During the study period, 442 adults with ES underwent thoracic transplantation (316 HLTs and 126 BLTs). Following BLT, overall survival 1, 5, and 10 years' posttransplant was 63.1%, 38.5%, and 30.2%, respectively. Following HLT, overall survival 1, 5, and 10 years' posttransplant was 68.0%, 47.3%, and 30.5% (P = .6). When survival analysis was stratified according to type of defect, patients with an atrial septal defect had better survival following BLT than following HLT (88.3% vs 63.2% 1 year posttransplant, P < .01; 71.1% vs 49.8% 3 years' posttransplant, P < .01; and 37.4% vs 29.9% 10 years' posttransplant, P = .08). Patients with a ventricular septal defect (VSD) exhibited better survival following HLT than following BLT (78.2% vs 49.6% 1 year posttransplant, P < .01; 55.6% vs 34.3% 5 years' posttransplant, P < .01; and 35.7% vs 26.5% 10 years' posttransplant, P = .03). The most common cause of mortality in patients with VSD undergoing BLT was cardiac ventricular failure.

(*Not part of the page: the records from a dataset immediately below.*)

//! Print the PostgresCluster CustomResourceDefinition as YAML

use kube::CustomResourceExt;
use replica_switch_operator::crd::PostgresCluster;

fn main() -> Result<(), serde_yaml::Error> {
    print!("{}", serde_yaml::to_string(&PostgresCluster::crd())?);
    Ok(())
}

This study suggests that the best transplant option for patients with VSD remains HLT, which prevents subsequent development of ventricular failure. BLT with cardiac defect repair should be considered as the first-line treatment option in patients with ES due to an uncorrected atrial septal defect. These patients can be considered to have isolated and reversible right ventricular failure akin to patients with advanced pulmonary arterial hypertension.

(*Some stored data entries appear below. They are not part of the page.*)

use std::sync::Arc;
use std::sync::atomic::{AtomicBool, Ordering};
use std::time::Duration;

use kube::Client;
use kube_leader_election::{LeaseLock, LeaseLockParams};
use tokio::signal;
use tracing::{error, info, warn};

use replica_switch_operator::health::{HealthState, run_health_server};
use replica_switch_operator::{OperatorConfig, run_controller};

/// Lease configuration
const LEASE_NAME: &str = "replica-switch-operator-leader";
const LEASE_TTL_SECS: u64 = 15;
const LEASE_RENEW_INTERVAL_SECS: u64 = 5;

/// Grace period for in-flight reconciliations to complete during shutdown
const SHUTDOWN_GRACE_PERIOD_SECS: u64 = 5;

#[tokio::main]
async fn main() -> Result<(), Box<dyn std::error::Error>> {
    // Install the TLS crypto provider before any TLS operations
    // Note: install_default() may fail if called multiple times (e.g., in tests),
    // but a single failure during startup is fatal since TLS won't work
    if rustls::crypto::aws_lc_rs::default_provider()
        .install_default()
        .is_err()
    {
        // Check if a provider is already installed (common in test scenarios)
        if rustls::crypto::CryptoProvider::get_default().is_none() {
            return Err(
                "Failed to install rustls crypto provider and no provider is available".into(),
            );
        }
        // A provider is already installed, which is fine
    }

    // Initialize logging
    tracing_subscriber::fmt()
        .with_env_filter(
            tracing_subscriber::EnvFilter::from_default_env()
                .add_directive("replica_switch_operator=info".parse()?)
                .add_directive("kube=info".parse()?)
                .add_directive("kube_leader_election=info".parse()?),
        )
        .init();

    info!("Starting replica-switch-operator");

    // Fail fast on malformed settings, before touching the cluster
    let config = OperatorConfig::from_env()?;
    info!(
        timeout = ?config.switchover.reconfiguration_timeout,
        max_attempts = config.switchover.max_attempts,
        drift_budget = config.switchover.drift_budget,
        watch_namespace = config.watch_namespace.as_deref().unwrap_or("<all>"),
        "Loaded operator configuration"
    );

    // Create Kubernetes client
    let client = Client::try_default().await?;
    info!("Connected to Kubernetes cluster");

    // Get pod identity for leader election
    let pod_name = std::env::var("POD_NAME").unwrap_or_else(|_| {
        warn!("POD_NAME not set, using hostname");
        hostname::get()
            .map(|h| h.to_string_lossy().to_string())
            .unwrap_or_else(|_| "unknown".to_string())
    });
    let namespace = std::env::var("POD_NAMESPACE").unwrap_or_else(|_| {
        warn!("POD_NAMESPACE not set, using 'default'");
        "default".to_string()
    });

    info!(
        holder_id = %pod_name,
        namespace = %namespace,
        lease_name = LEASE_NAME,
        "Initializing leader election"
    );

    // Create shared health state
    let health_state = Arc::new(HealthState::new());

    // Track leadership status
    let is_leader = Arc::new(AtomicBool::new(false));

    // Start health server immediately (kubelet checks must pass even as non-leader)
    let health_handle = {
        let health_state = health_state.clone();
        tokio::spawn(async move {
            if let Err(e) = run_health_server(health_state).await {
                error!("Health server error: {}", e);
            }
        })
    };

    // Create leader election lease lock
    let lease_lock = LeaseLock::new(
        client.clone(),
        &namespace,
        LeaseLockParams {
            holder_id: pod_name.clone(),
            lease_name: LEASE_NAME.to_string(),
            lease_ttl: Duration::from_secs(LEASE_TTL_SECS),
        },
    );

    // Acquire leadership before starting controller
    info!("Waiting to acquire leadership...");
    loop {
        match lease_lock.try_acquire_or_renew().await {
            Ok(result) => {
                if result.acquired_lease {
                    info!("Acquired leadership");
                    is_leader.store(true, Ordering::SeqCst);
                    break;
                } else {
                    info!("Another instance is leader, waiting...");
                }
            }
            Err(e) => {
                warn!("Failed to acquire lease: {}, retrying...", e);
            }
        }
        tokio::time::sleep(Duration::from_secs(LEASE_RENEW_INTERVAL_SECS)).await;
    }

    // Start lease renewal background task
    let lease_renewal_handle = {
        let is_leader = is_leader.clone();
        let lease_lock = LeaseLock::new(
            client.clone(),
            &namespace,
            LeaseLockParams {
                holder_id: pod_name.clone(),
                lease_name: LEASE_NAME.to_string(),
                lease_ttl: Duration::from_secs(LEASE_TTL_SECS),
            },
        );

        tokio::spawn(async move {
            loop {
                tokio::time::sleep(Duration::from_secs(LEASE_RENEW_INTERVAL_SECS)).await;

                match lease_lock.try_acquire_or_renew().await {
                    Ok(result) => {
                        if !result.acquired_lease {
                            error!("Lost leadership! Shutting down...");
                            is_leader.store(false, Ordering::SeqCst);
                            // Exit so Kubernetes restarts us and we re-enter election
                            std::process::exit(1);
                        }
                    }
                    Err(e) => {
                        error!("Failed to renew lease: {}. Shutting down...", e);
                        is_leader.store(false, Ordering::SeqCst);
                        std::process::exit(1);
                    }
                }
            }
        })
    };

    info!("Watching PostgresCluster resources (apiVersion: postgres.example.com/v1alpha1)");

    // Start switchover controller (only runs as leader)
    let controller_handle = {
        let health_state = health_state.clone();
        let controller_client = client.clone();
        tokio::spawn(async move {
            run_controller(controller_client, config, Some(pod_name), Some(health_state)).await;
        })
    };

    // Wait for any task to complete (or fail), or shutdown signal
    tokio::select! {
        result = controller_handle => {
            if let Err(e) = result {
                error!("Switchover controller task panicked: {}", e);
            }
        }
        result = health_handle => {
            if let Err(e) = result {
                error!("Health server task panicked: {}", e);
            }
        }
        // Lease renewal task only exits via process::exit() or panic
        // so this branch is only reached on panic
        Err(e) = lease_renewal_handle => {
            error!("Lease renewal task panicked: {}", e);
        }
        // Handle graceful shutdown on SIGTERM or SIGINT
        _ = shutdown_signal() => {
            info!("Received shutdown signal, initiating graceful shutdown...");

            // Mark as not ready to stop receiving new work
            health_state.set_ready(false).await;
            info!("Marked operator as not ready");

            // Give in-flight reconciliations time to complete
            info!(
                "Waiting {}s for in-flight reconciliations to complete...",
                SHUTDOWN_GRACE_PERIOD_SECS
            );
            tokio::time::sleep(Duration::from_secs(SHUTDOWN_GRACE_PERIOD_SECS)).await;

            info!("Grace period complete, shutting down");
        }
    }

    info!("Operator stopped");
    Ok(())
}

/// Wait for shutdown signal (SIGTERM or SIGINT)
async fn shutdown_signal() {
    let ctrl_c = async {
        signal::ctrl_c()
            .await
            .expect("Failed to install Ctrl+C handler");
    };

    #[cfg(unix)]
    let terminate = async {
        signal::unix::signal(signal::unix::SignalKind::terminate())
            .expect("Failed to install SIGTERM handler")
            .recv()
            .await;
    };

    #[cfg(not(unix))]
    let terminate = std::future::pending::<()>();

    tokio::select! {
        _ = ctrl_c => {},
        _ = terminate => {},
    }
}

对于 Eisenmenger 综合征(ES)患者,即使接受了肺动脉高压的最佳治疗,仍出现难治性右心衰竭,可考虑进行胸廓移植。本研究比较了心脏缺陷修复的双侧肺移植(BLT)与心肺联合移植(HLT)的结果。
本研究通过美国国家登记处的一项更新分析,评估了诊断为 ES 并接受 HLT 或 BLT 联合心脏缺陷修复的患者的结局。

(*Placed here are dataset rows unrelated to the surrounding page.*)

//! Command execution inside instance pods via the Kubernetes exec API
//!
//! Used for operations PostgreSQL cannot perform over a SQL connection,
//! such as placing a standby signal file before a restart.

use k8s_openapi::api::core::v1::Pod;
use kube::api::{Api, AttachParams};
use thiserror::Error;
use tokio::io::{AsyncRead, AsyncReadExt, AsyncWriteExt};
use tracing::debug;

/// Errors that can occur during pod exec
#[derive(Error, Debug)]
pub enum ExecError {
    /// Failed to execute command in pod
    #[error("Failed to execute command in pod: {0}")]
    ExecFailed(String),

    /// Kubernetes API error
    #[error("Kubernetes API error: {0}")]
    KubeError(#[from] kube::Error),

    /// IO error during exec
    #[error("IO error: {0}")]
    IoError(#[from] std::io::Error),
}

/// Result type for exec operations
pub(crate) type ExecResult<T> = std::result::Result<T, ExecError>;

/// Container running PostgreSQL in every instance pod
pub const POSTGRES_CONTAINER: &str = "postgres";

/// Shell script that turns a running primary into a standby on next start
///
/// `primary_conninfo` must already be set through `ALTER SYSTEM`. Stopping
/// the postmaster ends the container; the kubelet restarts it and PostgreSQL
/// comes back in recovery because of `standby.signal`.
pub const DEMOTE_SCRIPT: &str =
    r#"touch "$PGDATA/standby.signal" && pg_ctl -D "$PGDATA" stop -m fast -w"#;

/// Run the demotion script in an instance pod
pub(crate) async fn exec_demote(pods: &Api<Pod>, pod_name: &str) -> ExecResult<String> {
    debug!(pod = %pod_name, "Writing standby signal and stopping PostgreSQL");
    let command = vec![
        "sh".to_string(),
        "-c".to_string(),
        DEMOTE_SCRIPT.to_string(),
    ];
    exec_command_in_pod(pods, pod_name, command).await
}

/// Execute an arbitrary command in a pod
async fn exec_command_in_pod(
    pods: &Api<Pod>,
    pod_name: &str,
    command: Vec<String>,
) -> ExecResult<String> {
    let attach_params = AttachParams {
        container: Some(POSTGRES_CONTAINER.to_string()),
        stdin: true,
        stdout: true,
        stderr: true,
        tty: false,
        ..Default::default()
    };

    let mut attached = pods.exec(pod_name, command, &attach_params).await?;

    // Close stdin to signal end of input
    if let Some(mut stdin) = attached.stdin() {
        stdin.shutdown().await?;
    }

    let stdout = attached
        .stdout()
        .ok_or_else(|| ExecError::ExecFailed("Failed to get stdout from exec".to_string()))?;

    let stderr = attached
        .stderr()
        .ok_or_else(|| ExecError::ExecFailed("Failed to get stderr from exec".to_string()))?;

    let stdout_output = read_stream(stdout).await?;
    let stderr_output = read_stream(stderr).await?;

    let status = attached.take_status();
    attached
        .join()
        .await
        .map_err(|e| ExecError::ExecFailed(e.to_string()))?;

    if let Some(status) = status
        && let Some(status) = status.await
        && status.status.as_deref() == Some("Failure")
    {
        return Err(ExecError::ExecFailed(format!(
            "{}: {}",
            status.message.unwrap_or_default(),
            stderr_output.trim()
        )));
    }

    Ok(stdout_output)
}

async fn read_stream<R>(mut reader: R) -> std::io::Result<String>
where
    R: AsyncRead + Unpin,
{
    let mut output = String::new();
    reader.read_to_string(&mut output).await?;
    Ok(output)
}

本研究从 1987 年至 2018 年,从器官共享联合网络数据库中确定了接受胸廓移植的 ES 患者。使用 Kaplan-Meier 方法估计生存曲线,并使用对数秩检验比较生存曲线。
在研究期间,442 名 ES 成人接受了胸廓移植(316 例 HLT 和 126 例 BLT)。BLT 后,移植后 1、5 和 10 年的总体生存率分别为 63.1%、38.5%和 30.2%。HLT 后,移植后 1、5 和 10 年的总体生存率分别为 68.0%、47.3%和 30.5%(P=0.6)。当根据缺陷类型对生存分析进行分层时,BLT 治疗后的房间隔缺损患者生存率优于 HLT(移植后 1 年,88.3% vs 63.2%,P<.01;移植后 3 年,71.1% vs 49.8%,P<.01;移植后 10 年,37.4% vs 29.9%,P=0.08)。BLT 治疗后的室间隔缺损(VSD)患者生存率优于 HLT(移植后 1 年,78.2% vs 49.6%,P<.01;移植后 5 年,55.6% vs 34.3%,P<.01;移植后 10 年,35.7% vs 26.5%,P=0.03)。VSD 行 BLT 患者死亡的最常见原因是心脏心室衰竭。
本研究表明,VSD 患者的最佳移植选择仍然是 HLT,这可预防随后发生的心室衰竭。由于存在未矫正的房间隔缺损,BLT 联合心脏缺陷修复应被视为 ES 患者的一线治疗选择。这些患者可被视为患有类似晚期肺动脉高压的孤立且可逆转的右心衰竭。